Clearly, both Rick and Anna failed to demonstrate empathy in their exchange. Rick discarded his papers and sweater on the floor and didn’t move to pick them up when Anna complained. Anna didn’t respond to Rick’s statement about his terrible day, and in turn, Rick was sarcastic, almost contemptuous, of Anna’s description of her conversation with his mother. As their hostile exchange quickly escalated, the specter of not being the right partners for each other overshadowed everything else. In a more empathic mode, Anna might have greeted Rick before complaining, asked about his day, and softened her complaint once she heard how difficult it was. If she had done that, Rick might have been more inclined to place his belongings out of the line of traffic and ask about Anna’s day the next time he came home.
That’s often easier said than done. As we all know, it’s especially difficult to take other people’s points of view, feel what they’re feeling, and act on those feelings when we are stressed ourselves. Some people seem to be not very good at this at all, but even the most empathic people occasionally find it psychologically difficult and emotionally taxing to empathize with their partner—and the tone of family relationships often reflects those difficulties.
The good news is that there are ways partners can learn to empathize with one another. Our own research and clinical experience, and that of a number of colleagues, suggest several methods for fostering empathy between spouses. While there isn’t one recipe that guarantees partners’ empathy in every situation, we believe there are enough tools to help couples like Rick and Anna not only survive adversity, but use it in a way to strengthen their relationship.
FOSTERING EMPATHY
Empathy seems to come more easily to some partners than others. Yet although we tend to describe some people as empathic and others as lacking empathy, empathy is not a fixed trait—a stable characteristic that a person expresses similarly in all situations. We believe that under ideal conditions, everyone can be at least somewhat empathic in the moment.
We see five main conditions necessary for fostering empathy in couples’ lives. These are when both partners (1) are reasonably mentally healthy; (2) have grown up in empathic families; (3) work collaboratively in parenting their children; (4) have relatively low levels of stress external to the family or sources of support to cope with the stresses they face; and (5) have what they consider to be a fair division of labor and an effective way of solving the problems that confront them.
Even if they don’t meet one or more of these conditions, partners can still work on ways to overcome that problem and empathize with each other.
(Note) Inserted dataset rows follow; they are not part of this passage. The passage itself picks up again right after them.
#[cfg(test)]
mod tests {
    use super::*;
    use crate::{LayoutChangedEvent, LayoutInfo, Position, Selection, Side, SidePreference,
                assert_eq2,
                test_fixtures::{HostCall, TestHostSurface, TestInlineChatService}};

    type TestWidget = ContentWidget<TestHostSurface, TestInlineChatService>;

    fn make_widget(
        columns: impl IntoIterator<Item = usize>,
    ) -> (Rc<TestHostSurface>, Rc<TestInlineChatService>, TestWidget) {
        let host = Rc::new(TestHostSurface::from_columns(WIDE, columns));
        let chat = Rc::new(TestInlineChatService::default());
        let widget = ContentWidget::new(Rc::clone(&host), Rc::clone(&chat));
        (host, chat, widget)
    }

    /// Visible width is 250.
    const NARROW: LayoutInfo = LayoutInfo::new(800.0, 50.0, 500.0);
    /// Visible width is 650.
    const WIDE: LayoutInfo = LayoutInfo::new(800.0, 50.0, 100.0);

    #[test]
    fn test_show_then_flag_and_hide_in_reverse() {
        let (host, _chat, mut widget) = make_widget([4, 8, 12]);

        widget.show(ShowContentOptions::default());
        assert_eq2!(widget.lifecycle_state(), WidgetLifecycleState::Shown);
        assert!(host.is_inline_chat_visible());

        widget.hide();
        assert_eq2!(widget.lifecycle_state(), WidgetLifecycleState::Hidden);
        assert!(!host.is_inline_chat_visible());

        let id = CONTENT_WIDGET_ID.to_string();
        assert_eq2!(
            host.calls(),
            vec![
                HostCall::LayoutContentWidget(id.clone()),
                HostCall::SetInlineChatVisible(true),
                HostCall::SetInlineChatVisible(false),
                HostCall::RemoveContentWidget(id),
            ]
        );
    }

    #[test]
    fn test_get_position_runs_engine_on_selection() {
        let (_host, _chat, mut widget) = make_widget([20, 15, 5]);
        assert_eq2!(widget.get_position(), None);

        let cursor = Position::new(2, 4);
        widget.show(Selection::caret(cursor).into());
        let it = widget.get_position().unwrap();
        assert_eq2!(it.anchor, cursor);
        assert_eq2!(it.preference, SidePreference::only(Side::Below));
    }

    #[test]
    fn test_explicit_position_wins_over_selection() {
        let (_host, _chat, mut widget) = make_widget([20, 15, 5]);
        widget.show(ShowContentOptions {
            selection: Some(Selection::caret(Position::new(2, 4))),
            position: Some(Position::new(3, 1)),
        });
        assert_eq2!(widget.get_position(), Some(WidgetPosition::below(3, 1)));
    }

    #[test]
    fn test_get_position_without_document() {
        let host = Rc::new(TestHostSurface::without_model(WIDE));
        let chat = Rc::new(TestInlineChatService::default());
        let mut widget = ContentWidget::new(Rc::clone(&host), chat);
        widget.show(Selection::caret(Position::new(1, 1)).into());
        assert_eq2!(widget.get_position(), None);
    }

    #[test]
    fn test_set_options_does_not_relayout() {
        let (host, _chat, mut widget) = make_widget([20, 15, 5]);
        widget.set_options(ShowContentOptions::with_position(Position::new(1, 3)));
        assert!(host.calls().is_empty());
        assert_eq2!(widget.get_position(), Some(WidgetPosition::below(1, 3)));
    }

    #[test]
    fn test_offset_top_is_relative_to_origin() {
        let (_host, _chat, mut widget) = make_widget([1]);
        widget.get_dom_node_mut().top = Some(100);

        widget.offset_top(5);
        widget.offset_top(8);

        assert_eq2!(widget.get_dom_node().top, Some(108));
        assert_eq2!(widget.origin_top_offset(), 100);
    }

    #[test]
    fn test_offset_top_with_unset_origin() {
        let (_host, _chat, mut widget) = make_widget([1]);
        assert_eq2!(widget.origin_top_offset(), 0);

        widget.offset_top(5);
        widget.offset_top(8);
        widget.offset_top(-3);

        assert_eq2!(widget.get_dom_node().top, Some(-3));
        assert_eq2!(widget.origin_top_offset(), 0);
    }

    #[test]
    fn test_dom_node_style() {
        let (_host, _chat, widget) = make_widget([1]);
        let style = widget.get_dom_node().style;
        assert_eq2!(style.padding_px, 6);
        assert_eq2!(style.padding_right_px, 50);
        assert_eq2!(style.z_index, 999);
    }

    #[test]
    fn test_dispose_is_idempotent() {
        let (host, chat, mut widget) = make_widget([1]);
        widget.show(ShowContentOptions::default());

        widget.dispose();
        widget.dispose();

        assert_eq2!(chat.statuses(), vec![InlineChatStatus::Ready]);
        let removes = host
            .calls()
            .into_iter()
            .filter(|it| matches!(it, HostCall::RemoveContentWidget(_)))
            .count();
        assert_eq2!(removes, 1);
        assert!(widget.is_disposed());
    }

    #[test]
    fn test_calls_after_dispose_are_ignored() {
        let (host, _chat, mut widget) = make_widget([20, 15, 5]);
        widget.show(Selection::caret(Position::new(2, 4)).into());
        widget.get_dom_node_mut().top = Some(10);
        widget.dispose();
        let calls_at_dispose = host.calls();

        widget.show(Selection::caret(Position::new(1, 1)).into());
        widget.hide();
        widget.set_options(ShowContentOptions::with_position(Position::new(1, 1)));
        widget.offset_top(7);

        assert_eq2!(widget.get_position(), None);
        assert_eq2!(widget.get_dom_node().top, Some(10));
        assert_eq2!(host.calls(), calls_at_dispose);
        assert_eq2!(widget.lifecycle_state(), WidgetLifecycleState::Disposed);
        assert_eq2!(widget.id(), CONTENT_WIDGET_ID);
    }

    #[test]
    fn test_narrow_layout_disposes() {
        let (host, chat, mut widget) = make_widget([1]);
        widget.show(ShowContentOptions::default());
        assert!(!widget.poll_layout_changes());

        host.fire_layout_changed(WIDE);
        assert!(!widget.poll_layout_changes());
        assert_eq2!(widget.lifecycle_state(), WidgetLifecycleState::Shown);

        host.fire_layout_changed(WIDE);
        host.fire_layout_changed(NARROW);
        assert!(widget.poll_layout_changes());
        assert!(widget.is_disposed());
        assert_eq2!(chat.statuses(), vec![InlineChatStatus::Ready]);

        // The subscription is gone, so later layout changes are not seen.
        assert_eq2!(host.layout_changed_receiver_count(), 0);
        host.fire_layout_changed(NARROW);
        assert!(!widget.poll_layout_changes());
        assert_eq2!(chat.statuses(), vec![InlineChatStatus::Ready]);
    }

    #[test]
    fn test_gate_reads_current_layout_not_event_payload() {
        let (host, _chat, mut widget) = make_widget([1]);

        // A stale narrow payload, but the editor is wide by now.
        host.send_layout_changed(LayoutChangedEvent {
            layout_info: NARROW,
        });
        assert!(!widget.poll_layout_changes());
        assert!(!widget.is_disposed());

        // A stale wide payload, but the editor is narrow by now.
        host.set_layout_info(NARROW);
        host.send_layout_changed(LayoutChangedEvent { layout_info: WIDE });
        assert!(widget.poll_layout_changes());
        assert!(widget.is_disposed());
    }

    #[test]
    fn test_lagged_subscription_still_runs_gate() {
        let (host, chat, mut widget) = make_widget([1]);
        widget.show(ShowContentOptions::default());

        // More events than the channel holds, so the oldest ones are dropped.
        host.fire_layout_changed(NARROW);
        for _ in 0..64 {
            host.send_layout_changed(LayoutChangedEvent { layout_info: WIDE });
        }

        assert!(widget.poll_layout_changes());
        assert!(widget.is_disposed());
        assert_eq2!(chat.statuses(), vec![InlineChatStatus::Ready]);
    }

    #[test]
    fn test_hidden_widget_is_disposed_by_narrow_layout_too() {
        let (host, chat, mut widget) = make_widget([1]);
        host.set_layout_info(NARROW);
        assert!(widget.handle_layout_changed());
        assert!(!widget.handle_layout_changed());
        assert_eq2!(chat.statuses(), vec![InlineChatStatus::Ready]);
    }

    #[test]
    fn test_custom_min_visible_width() {
        let host = Rc::new(TestHostSurface::from_columns(WIDE, [1]));
        let chat = Rc::new(TestInlineChatService::default());
        let config = ContentWidgetConfig {
            min_visible_width: 100.0,
            ..Default::default()
        };
        let mut widget = ContentWidget::new_with_config(Rc::clone(&host), chat, config);

        host.fire_layout_changed(NARROW);
        assert!(!widget.poll_layout_changes());
        assert!(!widget.is_disposed());
    }

    #[test]
    fn test_request_close_disposes() {
        let (_host, chat, mut widget) = make_widget([1]);
        widget.show(ShowContentOptions::default());
        widget.request_close();
        assert!(widget.is_disposed());
        assert_eq2!(chat.statuses(), vec![InlineChatStatus::Ready]);
    }

    #[test]
    fn test_click_actions() {
        let (_host, _chat, mut widget) = make_widget([1]);
        assert_eq2!(widget.emit_click_action("nobody listening"), 0);

        let mut receiver_1 = widget.subscribe_click_actions();
        let mut receiver_2 = widget.subscribe_click_actions();
        assert_eq2!(widget.emit_click_action("explain"), 2);

        assert_eq2!(
            receiver_1.try_recv().unwrap(),
            ClickActionEvent::new("explain")
        );
        assert_eq2!(receiver_2.try_recv().unwrap().action_name, "explain");

        widget.dispose();
        assert_eq2!(widget.emit_click_action("comment"), 0);
        assert!(matches!(
            receiver_1.try_recv(),
            Err(broadcast::error::TryRecvError::Closed)
        ));
        assert!(matches!(
            widget.subscribe_click_actions().try_recv(),
            Err(broadcast::error::TryRecvError::Closed)
        ));
    }
}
The first major impediment to understanding “where a partner is coming from” is either partner’s serious cognitive or emotional problems. These problems can prevent them from reading others accurately or may trigger disabling levels of anxiety or symptoms of depression. For example, one aspect of depression is the tendency to see and expect the worst in other people. It is extremely difficult for a depressed person to understand that a loving partner can do something hurtful unintentionally. It is also hard for the nonde-pressed spouse to understand why the depressed partner is reacting in such an unrelentingly negative way. One option for couples that find themselves in the middle of escalating negative exchanges is for one partner to talk to the other about seeking outside help as a couple to deal with the emotional problems. Empathy may come easier once the couple has started to address these issues.